PROBLEM TO SOLVE -> Only the number is needed: how many lines of the entries below contain the word "actions".

TASK MATERIAL ->
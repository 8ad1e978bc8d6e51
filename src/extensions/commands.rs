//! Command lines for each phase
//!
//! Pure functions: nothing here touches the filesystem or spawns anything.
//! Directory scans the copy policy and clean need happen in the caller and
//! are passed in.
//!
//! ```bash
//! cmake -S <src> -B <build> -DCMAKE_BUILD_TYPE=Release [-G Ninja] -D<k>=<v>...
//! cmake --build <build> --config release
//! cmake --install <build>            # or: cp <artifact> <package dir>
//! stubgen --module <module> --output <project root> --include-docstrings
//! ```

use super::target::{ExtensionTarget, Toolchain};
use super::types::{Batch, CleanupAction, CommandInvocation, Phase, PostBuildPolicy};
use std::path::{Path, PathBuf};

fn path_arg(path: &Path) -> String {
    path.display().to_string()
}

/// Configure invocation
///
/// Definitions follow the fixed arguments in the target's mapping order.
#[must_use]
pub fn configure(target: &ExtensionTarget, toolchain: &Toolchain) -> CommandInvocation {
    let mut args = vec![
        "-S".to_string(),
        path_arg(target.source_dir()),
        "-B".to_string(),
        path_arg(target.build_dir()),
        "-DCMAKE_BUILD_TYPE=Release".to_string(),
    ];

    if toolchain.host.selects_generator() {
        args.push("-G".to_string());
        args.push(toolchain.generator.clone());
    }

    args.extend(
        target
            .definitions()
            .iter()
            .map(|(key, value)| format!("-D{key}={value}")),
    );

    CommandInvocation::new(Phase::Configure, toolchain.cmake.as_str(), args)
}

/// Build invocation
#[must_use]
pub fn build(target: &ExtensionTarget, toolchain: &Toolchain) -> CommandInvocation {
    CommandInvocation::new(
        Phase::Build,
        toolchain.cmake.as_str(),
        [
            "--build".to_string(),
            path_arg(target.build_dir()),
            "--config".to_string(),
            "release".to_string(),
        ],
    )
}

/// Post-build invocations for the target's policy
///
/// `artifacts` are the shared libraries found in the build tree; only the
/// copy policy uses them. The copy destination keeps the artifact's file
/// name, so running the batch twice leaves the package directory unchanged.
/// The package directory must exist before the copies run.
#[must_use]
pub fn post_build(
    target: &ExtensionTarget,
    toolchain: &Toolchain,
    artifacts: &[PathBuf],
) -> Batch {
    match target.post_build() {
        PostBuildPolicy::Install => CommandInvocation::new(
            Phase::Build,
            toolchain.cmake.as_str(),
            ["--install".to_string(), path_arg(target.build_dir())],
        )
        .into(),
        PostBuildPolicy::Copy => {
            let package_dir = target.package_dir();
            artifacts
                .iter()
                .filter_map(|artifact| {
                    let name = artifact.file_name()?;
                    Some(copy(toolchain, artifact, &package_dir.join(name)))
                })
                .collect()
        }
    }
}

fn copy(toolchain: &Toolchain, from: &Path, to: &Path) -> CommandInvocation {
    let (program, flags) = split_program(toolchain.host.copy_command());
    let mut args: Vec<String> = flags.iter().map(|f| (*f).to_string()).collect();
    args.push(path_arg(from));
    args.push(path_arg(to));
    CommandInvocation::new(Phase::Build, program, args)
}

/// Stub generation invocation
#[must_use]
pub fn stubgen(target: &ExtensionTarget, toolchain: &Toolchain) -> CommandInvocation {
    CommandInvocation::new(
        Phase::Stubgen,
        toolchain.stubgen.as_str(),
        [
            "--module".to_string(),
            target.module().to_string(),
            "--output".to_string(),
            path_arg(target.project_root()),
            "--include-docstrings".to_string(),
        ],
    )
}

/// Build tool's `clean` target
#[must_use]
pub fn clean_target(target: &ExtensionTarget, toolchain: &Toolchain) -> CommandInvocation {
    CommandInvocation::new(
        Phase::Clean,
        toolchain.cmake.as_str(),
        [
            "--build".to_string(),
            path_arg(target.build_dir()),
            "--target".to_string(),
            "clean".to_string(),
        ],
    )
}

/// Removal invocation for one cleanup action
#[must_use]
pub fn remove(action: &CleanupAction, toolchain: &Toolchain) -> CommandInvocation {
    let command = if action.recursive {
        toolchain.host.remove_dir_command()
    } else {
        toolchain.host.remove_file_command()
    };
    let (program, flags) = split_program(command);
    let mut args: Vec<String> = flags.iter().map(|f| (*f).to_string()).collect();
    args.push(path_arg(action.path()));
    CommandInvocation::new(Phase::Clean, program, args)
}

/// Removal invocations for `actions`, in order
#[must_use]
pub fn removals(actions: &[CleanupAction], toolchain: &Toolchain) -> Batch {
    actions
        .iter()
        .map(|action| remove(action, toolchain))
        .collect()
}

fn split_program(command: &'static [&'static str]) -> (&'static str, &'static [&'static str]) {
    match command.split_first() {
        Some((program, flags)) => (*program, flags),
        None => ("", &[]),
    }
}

ANSWER TO THIS TASK -> 3